Exercise directions – Output the line that contains "pub use estimate::estimate_word_timestamps;", then every line beneath it through the end of the records, exactly as given and with no other lines.

Material to process –
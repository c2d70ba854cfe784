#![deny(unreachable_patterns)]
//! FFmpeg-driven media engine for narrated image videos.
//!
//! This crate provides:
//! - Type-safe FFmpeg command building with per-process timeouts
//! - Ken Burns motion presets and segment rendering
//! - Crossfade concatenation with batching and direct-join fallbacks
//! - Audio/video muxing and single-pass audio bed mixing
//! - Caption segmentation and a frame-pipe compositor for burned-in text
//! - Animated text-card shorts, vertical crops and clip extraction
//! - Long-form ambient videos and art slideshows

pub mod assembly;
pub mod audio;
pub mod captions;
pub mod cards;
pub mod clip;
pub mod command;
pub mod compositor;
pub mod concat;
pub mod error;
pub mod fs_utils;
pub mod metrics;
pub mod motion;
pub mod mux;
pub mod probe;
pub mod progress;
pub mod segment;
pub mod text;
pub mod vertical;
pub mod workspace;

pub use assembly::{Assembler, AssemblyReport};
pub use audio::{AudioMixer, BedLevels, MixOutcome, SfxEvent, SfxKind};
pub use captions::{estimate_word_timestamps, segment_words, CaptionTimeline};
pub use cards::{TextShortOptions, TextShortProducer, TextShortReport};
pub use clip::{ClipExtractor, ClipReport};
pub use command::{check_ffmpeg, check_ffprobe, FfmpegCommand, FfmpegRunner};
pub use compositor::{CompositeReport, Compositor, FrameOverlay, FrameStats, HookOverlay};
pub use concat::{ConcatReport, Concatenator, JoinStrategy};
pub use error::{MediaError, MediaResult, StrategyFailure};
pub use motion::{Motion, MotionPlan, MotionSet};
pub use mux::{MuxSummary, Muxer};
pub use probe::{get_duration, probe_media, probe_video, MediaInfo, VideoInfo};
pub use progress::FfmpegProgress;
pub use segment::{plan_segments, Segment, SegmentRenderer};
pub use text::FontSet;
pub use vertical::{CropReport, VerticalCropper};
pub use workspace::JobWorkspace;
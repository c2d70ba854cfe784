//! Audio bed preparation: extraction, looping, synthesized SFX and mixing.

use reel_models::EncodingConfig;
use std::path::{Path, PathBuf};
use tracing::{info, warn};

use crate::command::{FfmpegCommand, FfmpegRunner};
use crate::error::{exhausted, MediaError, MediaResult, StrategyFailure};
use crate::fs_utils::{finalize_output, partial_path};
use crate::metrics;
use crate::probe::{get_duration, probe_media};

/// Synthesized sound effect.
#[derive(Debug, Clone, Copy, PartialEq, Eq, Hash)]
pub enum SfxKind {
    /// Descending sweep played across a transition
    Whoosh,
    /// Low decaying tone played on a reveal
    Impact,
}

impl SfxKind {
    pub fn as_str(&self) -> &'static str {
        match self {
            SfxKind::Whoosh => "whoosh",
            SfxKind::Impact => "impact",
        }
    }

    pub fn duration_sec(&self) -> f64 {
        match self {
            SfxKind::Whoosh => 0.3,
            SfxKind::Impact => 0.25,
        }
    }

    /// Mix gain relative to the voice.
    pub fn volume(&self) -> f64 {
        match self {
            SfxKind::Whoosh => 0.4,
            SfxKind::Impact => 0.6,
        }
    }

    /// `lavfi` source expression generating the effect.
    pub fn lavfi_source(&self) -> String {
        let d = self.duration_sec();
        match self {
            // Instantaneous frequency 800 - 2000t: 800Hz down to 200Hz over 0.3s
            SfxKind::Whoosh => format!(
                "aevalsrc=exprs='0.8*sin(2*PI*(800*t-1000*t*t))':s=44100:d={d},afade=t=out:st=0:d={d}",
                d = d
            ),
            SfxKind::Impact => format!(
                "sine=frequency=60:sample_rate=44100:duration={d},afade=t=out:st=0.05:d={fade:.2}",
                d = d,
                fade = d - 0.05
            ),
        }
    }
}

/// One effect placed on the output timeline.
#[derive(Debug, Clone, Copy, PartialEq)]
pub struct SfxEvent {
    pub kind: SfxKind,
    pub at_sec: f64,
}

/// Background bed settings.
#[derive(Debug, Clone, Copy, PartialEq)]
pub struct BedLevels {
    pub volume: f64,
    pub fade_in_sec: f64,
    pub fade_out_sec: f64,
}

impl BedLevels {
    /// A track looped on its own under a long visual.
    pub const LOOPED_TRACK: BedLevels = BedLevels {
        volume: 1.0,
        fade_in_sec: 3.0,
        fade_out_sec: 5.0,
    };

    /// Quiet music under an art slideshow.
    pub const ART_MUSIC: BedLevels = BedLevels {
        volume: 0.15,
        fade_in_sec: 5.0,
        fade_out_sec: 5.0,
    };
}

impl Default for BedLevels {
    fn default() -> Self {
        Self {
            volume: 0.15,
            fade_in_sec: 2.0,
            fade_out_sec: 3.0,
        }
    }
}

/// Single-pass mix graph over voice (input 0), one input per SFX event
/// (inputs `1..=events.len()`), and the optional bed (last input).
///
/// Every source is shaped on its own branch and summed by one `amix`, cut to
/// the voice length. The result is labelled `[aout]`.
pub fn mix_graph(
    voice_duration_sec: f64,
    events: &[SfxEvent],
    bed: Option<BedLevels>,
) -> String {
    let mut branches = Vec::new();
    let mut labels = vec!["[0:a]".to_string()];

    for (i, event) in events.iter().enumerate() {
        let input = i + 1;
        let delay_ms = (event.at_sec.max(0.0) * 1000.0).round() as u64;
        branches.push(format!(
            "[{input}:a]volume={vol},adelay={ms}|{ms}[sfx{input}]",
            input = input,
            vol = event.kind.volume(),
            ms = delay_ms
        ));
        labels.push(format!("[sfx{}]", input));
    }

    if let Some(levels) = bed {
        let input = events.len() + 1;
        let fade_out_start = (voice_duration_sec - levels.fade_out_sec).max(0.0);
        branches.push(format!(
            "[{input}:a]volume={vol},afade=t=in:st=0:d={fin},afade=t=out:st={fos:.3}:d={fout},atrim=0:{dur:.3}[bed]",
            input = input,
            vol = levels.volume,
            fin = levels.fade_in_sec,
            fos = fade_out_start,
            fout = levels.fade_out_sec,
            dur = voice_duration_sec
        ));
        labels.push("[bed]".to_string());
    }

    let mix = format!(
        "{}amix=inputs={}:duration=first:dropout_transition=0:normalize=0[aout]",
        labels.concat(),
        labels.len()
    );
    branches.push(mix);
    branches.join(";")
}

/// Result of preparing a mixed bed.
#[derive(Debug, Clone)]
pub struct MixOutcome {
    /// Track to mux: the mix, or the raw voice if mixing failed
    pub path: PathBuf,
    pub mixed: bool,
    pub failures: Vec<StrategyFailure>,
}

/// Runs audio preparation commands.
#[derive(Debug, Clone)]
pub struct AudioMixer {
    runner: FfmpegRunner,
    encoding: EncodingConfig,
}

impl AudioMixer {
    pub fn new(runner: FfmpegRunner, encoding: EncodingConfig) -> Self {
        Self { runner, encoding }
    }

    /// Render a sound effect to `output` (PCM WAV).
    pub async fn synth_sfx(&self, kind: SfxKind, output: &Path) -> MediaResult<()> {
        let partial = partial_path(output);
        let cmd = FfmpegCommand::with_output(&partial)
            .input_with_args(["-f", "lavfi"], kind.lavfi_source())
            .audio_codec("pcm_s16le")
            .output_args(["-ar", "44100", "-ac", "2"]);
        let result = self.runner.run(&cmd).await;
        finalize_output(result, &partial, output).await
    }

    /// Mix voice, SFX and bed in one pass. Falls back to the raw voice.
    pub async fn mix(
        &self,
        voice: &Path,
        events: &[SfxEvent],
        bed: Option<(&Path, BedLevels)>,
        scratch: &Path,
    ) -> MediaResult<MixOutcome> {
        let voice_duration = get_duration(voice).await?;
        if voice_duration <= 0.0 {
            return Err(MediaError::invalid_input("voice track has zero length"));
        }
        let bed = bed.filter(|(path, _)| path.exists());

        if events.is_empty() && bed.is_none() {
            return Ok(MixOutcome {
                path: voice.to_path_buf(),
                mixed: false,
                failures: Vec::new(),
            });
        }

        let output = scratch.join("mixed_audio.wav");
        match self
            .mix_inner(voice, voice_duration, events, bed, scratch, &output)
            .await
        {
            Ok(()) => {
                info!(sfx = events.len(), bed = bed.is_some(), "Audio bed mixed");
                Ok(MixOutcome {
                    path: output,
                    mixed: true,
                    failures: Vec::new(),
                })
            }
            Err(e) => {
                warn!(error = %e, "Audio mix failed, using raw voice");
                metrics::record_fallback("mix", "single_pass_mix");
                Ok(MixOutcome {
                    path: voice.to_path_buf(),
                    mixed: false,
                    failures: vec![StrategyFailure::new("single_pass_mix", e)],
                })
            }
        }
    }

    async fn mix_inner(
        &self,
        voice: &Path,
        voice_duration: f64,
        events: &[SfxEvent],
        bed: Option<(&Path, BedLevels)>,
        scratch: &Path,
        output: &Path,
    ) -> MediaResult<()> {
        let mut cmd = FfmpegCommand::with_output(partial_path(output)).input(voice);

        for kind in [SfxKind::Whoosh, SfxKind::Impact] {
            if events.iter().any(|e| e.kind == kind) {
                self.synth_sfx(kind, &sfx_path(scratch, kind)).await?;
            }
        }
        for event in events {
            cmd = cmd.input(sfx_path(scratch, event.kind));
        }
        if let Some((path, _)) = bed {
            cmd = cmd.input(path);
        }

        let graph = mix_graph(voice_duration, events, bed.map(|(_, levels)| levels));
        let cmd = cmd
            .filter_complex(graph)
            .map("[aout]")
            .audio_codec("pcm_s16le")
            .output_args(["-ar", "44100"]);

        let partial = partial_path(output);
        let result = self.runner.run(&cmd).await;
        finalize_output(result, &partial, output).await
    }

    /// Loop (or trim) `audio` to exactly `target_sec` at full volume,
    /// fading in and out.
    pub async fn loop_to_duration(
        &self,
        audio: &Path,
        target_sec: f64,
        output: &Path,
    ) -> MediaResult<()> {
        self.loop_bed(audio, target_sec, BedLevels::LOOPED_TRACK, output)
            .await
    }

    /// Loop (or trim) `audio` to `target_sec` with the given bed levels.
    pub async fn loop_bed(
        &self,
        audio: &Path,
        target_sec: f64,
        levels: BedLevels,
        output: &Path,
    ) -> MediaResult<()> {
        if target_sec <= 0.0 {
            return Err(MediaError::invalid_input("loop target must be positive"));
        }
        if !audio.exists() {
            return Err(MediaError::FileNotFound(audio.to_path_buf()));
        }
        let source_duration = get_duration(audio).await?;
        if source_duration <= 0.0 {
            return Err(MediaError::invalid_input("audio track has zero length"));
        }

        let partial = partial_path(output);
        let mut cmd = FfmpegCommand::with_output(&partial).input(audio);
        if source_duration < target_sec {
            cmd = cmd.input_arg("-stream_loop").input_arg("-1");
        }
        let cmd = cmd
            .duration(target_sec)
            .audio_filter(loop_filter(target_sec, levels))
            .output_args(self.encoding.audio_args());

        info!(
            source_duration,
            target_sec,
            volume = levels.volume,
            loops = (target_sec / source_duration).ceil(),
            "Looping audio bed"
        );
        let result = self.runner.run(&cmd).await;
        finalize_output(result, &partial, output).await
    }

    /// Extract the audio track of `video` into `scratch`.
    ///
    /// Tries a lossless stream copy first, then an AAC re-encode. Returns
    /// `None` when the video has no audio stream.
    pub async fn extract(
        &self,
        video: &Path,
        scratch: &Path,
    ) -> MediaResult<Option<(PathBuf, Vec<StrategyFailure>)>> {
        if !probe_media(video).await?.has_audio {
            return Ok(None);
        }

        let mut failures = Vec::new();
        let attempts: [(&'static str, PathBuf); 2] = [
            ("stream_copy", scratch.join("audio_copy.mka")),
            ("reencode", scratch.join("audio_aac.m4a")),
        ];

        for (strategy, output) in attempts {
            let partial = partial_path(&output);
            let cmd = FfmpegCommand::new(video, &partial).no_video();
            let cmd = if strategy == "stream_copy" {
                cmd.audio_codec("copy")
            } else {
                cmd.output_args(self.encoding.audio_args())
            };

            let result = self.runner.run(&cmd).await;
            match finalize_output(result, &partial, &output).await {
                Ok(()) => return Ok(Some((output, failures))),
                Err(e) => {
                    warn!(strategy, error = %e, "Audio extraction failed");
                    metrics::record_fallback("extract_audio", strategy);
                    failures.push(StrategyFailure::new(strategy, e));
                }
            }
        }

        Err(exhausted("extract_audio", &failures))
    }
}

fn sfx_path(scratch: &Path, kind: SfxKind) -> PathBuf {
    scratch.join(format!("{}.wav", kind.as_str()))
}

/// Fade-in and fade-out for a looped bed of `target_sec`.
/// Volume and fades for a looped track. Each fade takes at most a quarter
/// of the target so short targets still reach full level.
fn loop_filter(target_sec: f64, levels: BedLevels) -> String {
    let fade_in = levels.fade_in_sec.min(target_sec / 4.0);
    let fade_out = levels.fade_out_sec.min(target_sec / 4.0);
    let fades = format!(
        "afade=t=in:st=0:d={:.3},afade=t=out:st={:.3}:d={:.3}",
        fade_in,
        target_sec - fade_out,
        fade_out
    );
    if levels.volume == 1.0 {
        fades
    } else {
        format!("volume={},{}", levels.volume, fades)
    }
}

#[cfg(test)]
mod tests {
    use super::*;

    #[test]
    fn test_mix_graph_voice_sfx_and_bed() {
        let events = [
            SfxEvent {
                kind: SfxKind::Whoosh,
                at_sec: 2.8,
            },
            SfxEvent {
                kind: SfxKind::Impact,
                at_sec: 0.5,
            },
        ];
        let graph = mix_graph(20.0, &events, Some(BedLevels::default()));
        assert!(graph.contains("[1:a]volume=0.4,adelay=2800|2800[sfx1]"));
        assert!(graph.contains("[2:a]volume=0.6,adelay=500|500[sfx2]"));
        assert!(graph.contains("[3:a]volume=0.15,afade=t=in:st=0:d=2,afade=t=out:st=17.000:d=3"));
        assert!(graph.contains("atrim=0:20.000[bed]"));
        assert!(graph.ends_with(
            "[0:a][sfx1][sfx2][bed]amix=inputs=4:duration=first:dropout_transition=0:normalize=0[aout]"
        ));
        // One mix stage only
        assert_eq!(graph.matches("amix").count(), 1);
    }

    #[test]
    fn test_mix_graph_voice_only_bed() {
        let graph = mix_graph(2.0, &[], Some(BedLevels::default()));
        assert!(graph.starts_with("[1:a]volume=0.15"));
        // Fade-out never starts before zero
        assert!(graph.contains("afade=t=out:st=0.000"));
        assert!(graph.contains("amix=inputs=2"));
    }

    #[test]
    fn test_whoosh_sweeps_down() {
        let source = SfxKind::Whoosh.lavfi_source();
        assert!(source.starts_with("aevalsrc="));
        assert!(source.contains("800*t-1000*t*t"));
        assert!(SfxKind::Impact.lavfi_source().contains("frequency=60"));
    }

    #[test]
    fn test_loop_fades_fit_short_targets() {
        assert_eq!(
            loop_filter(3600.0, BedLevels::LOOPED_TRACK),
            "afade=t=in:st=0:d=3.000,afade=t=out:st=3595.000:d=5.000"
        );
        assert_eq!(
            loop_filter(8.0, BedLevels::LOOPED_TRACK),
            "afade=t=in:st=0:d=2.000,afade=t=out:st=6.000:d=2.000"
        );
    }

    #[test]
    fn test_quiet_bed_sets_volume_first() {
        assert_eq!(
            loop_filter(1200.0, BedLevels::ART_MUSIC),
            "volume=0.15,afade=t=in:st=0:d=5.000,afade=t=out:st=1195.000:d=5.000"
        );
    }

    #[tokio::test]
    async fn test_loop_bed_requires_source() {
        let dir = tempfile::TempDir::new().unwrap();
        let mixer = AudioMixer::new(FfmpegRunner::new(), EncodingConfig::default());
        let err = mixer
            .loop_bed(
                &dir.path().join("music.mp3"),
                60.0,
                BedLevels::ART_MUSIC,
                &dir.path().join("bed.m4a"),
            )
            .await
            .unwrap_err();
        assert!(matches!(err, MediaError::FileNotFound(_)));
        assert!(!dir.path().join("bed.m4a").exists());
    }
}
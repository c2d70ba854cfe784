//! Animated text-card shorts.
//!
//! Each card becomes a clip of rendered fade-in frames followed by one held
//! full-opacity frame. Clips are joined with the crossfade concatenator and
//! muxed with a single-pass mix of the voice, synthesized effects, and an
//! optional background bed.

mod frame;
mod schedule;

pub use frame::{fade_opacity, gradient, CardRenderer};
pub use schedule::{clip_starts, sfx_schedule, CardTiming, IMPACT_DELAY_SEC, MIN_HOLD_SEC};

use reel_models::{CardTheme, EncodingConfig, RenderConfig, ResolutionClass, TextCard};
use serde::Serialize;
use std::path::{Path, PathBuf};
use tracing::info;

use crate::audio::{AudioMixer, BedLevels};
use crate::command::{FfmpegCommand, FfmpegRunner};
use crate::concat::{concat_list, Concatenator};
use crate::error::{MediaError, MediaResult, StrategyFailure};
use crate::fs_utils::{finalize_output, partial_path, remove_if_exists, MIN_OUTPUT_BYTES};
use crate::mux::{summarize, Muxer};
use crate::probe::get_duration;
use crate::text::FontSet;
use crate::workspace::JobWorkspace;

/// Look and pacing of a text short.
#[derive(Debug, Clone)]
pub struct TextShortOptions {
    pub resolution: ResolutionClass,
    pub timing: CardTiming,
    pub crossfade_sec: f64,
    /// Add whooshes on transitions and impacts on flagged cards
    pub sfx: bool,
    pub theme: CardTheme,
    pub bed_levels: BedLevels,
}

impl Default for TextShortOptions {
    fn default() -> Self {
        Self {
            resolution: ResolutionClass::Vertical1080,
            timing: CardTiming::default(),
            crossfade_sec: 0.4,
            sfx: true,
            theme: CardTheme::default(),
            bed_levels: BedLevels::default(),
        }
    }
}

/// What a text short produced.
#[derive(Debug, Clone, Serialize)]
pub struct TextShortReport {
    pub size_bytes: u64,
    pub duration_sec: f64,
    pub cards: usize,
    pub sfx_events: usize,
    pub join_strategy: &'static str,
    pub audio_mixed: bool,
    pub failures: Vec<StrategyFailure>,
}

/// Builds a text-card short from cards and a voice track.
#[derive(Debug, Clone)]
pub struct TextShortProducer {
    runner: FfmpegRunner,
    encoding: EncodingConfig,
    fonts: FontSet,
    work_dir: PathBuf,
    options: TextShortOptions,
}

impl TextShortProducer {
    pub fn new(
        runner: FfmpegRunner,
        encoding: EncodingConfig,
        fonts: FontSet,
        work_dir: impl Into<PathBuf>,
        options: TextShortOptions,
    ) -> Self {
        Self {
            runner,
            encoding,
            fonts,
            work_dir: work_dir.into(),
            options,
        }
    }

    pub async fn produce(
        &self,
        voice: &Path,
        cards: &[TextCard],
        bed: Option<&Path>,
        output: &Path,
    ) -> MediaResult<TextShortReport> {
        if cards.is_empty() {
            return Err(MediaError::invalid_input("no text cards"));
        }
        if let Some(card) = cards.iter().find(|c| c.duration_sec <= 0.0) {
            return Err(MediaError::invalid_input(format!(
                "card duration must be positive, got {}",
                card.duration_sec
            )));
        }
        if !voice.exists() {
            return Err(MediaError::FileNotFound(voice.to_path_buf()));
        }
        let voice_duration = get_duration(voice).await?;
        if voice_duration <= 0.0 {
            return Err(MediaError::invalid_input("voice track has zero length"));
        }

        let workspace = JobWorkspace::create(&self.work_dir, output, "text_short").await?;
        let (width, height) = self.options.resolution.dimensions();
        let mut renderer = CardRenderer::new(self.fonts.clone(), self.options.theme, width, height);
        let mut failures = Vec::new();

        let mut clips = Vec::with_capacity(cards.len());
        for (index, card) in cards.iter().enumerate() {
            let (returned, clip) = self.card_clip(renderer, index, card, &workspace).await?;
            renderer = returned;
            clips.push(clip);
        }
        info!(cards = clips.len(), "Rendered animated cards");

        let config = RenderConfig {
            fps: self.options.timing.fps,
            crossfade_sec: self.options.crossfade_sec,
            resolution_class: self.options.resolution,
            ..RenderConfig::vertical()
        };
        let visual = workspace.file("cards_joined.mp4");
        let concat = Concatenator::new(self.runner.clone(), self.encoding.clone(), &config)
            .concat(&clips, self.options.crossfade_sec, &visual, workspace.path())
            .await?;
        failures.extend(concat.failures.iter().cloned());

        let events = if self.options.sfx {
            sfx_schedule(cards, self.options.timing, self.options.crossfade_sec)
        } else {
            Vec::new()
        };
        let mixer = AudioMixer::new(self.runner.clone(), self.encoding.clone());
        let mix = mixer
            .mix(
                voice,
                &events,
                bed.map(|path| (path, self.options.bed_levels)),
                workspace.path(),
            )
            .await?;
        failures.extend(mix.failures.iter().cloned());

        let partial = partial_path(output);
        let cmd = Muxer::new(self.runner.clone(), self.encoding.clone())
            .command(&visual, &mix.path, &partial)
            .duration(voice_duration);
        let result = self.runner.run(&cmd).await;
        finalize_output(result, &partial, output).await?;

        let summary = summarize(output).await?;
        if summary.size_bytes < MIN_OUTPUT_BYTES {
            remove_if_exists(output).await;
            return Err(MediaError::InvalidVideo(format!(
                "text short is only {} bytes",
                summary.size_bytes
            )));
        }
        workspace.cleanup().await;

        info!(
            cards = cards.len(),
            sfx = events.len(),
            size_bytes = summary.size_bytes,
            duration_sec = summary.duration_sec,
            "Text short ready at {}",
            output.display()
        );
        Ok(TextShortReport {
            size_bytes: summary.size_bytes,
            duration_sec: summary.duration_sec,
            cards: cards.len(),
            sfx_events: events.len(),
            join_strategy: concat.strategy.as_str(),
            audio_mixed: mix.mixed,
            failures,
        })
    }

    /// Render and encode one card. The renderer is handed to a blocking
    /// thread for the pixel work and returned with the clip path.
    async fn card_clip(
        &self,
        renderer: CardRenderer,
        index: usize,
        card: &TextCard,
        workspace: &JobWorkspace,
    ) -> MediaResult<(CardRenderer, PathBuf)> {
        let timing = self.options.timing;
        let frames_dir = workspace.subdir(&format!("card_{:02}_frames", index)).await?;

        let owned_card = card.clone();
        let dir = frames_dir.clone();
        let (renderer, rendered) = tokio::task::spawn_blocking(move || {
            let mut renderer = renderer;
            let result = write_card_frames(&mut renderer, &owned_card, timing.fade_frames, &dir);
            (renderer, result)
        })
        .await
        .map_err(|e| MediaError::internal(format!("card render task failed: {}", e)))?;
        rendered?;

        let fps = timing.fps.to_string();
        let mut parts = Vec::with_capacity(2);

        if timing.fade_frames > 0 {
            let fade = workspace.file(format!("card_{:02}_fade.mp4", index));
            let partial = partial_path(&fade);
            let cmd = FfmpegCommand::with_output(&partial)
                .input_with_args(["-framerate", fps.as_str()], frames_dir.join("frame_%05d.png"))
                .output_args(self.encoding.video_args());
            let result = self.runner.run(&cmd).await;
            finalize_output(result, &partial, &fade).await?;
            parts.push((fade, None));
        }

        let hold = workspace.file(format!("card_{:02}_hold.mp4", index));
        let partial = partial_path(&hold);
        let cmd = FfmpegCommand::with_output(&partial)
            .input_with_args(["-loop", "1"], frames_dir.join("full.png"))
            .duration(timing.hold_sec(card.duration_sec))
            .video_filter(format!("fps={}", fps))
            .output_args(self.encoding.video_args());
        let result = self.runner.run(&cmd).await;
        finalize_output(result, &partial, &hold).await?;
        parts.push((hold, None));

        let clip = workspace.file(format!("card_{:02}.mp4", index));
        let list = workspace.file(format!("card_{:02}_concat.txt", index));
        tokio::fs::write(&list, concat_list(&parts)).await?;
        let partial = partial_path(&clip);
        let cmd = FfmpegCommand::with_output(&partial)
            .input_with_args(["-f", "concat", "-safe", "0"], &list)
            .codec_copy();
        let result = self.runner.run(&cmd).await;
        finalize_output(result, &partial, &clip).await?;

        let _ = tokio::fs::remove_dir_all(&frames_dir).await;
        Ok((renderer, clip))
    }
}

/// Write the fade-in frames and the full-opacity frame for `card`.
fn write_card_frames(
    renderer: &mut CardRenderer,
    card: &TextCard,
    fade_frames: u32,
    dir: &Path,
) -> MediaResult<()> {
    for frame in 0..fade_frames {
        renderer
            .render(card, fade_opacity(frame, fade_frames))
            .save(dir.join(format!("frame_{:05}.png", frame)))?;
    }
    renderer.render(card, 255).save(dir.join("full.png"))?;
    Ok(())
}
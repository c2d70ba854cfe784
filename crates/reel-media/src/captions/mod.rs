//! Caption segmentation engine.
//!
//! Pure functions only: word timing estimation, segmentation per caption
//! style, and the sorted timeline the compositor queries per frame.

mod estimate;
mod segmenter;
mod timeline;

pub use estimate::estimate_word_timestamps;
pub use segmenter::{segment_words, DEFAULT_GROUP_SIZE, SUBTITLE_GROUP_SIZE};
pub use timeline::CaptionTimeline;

Answer space –
pub use estimate::estimate_word_timestamps;
pub use segmenter::{segment_words, DEFAULT_GROUP_SIZE, SUBTITLE_GROUP_SIZE};
pub use timeline::CaptionTimeline;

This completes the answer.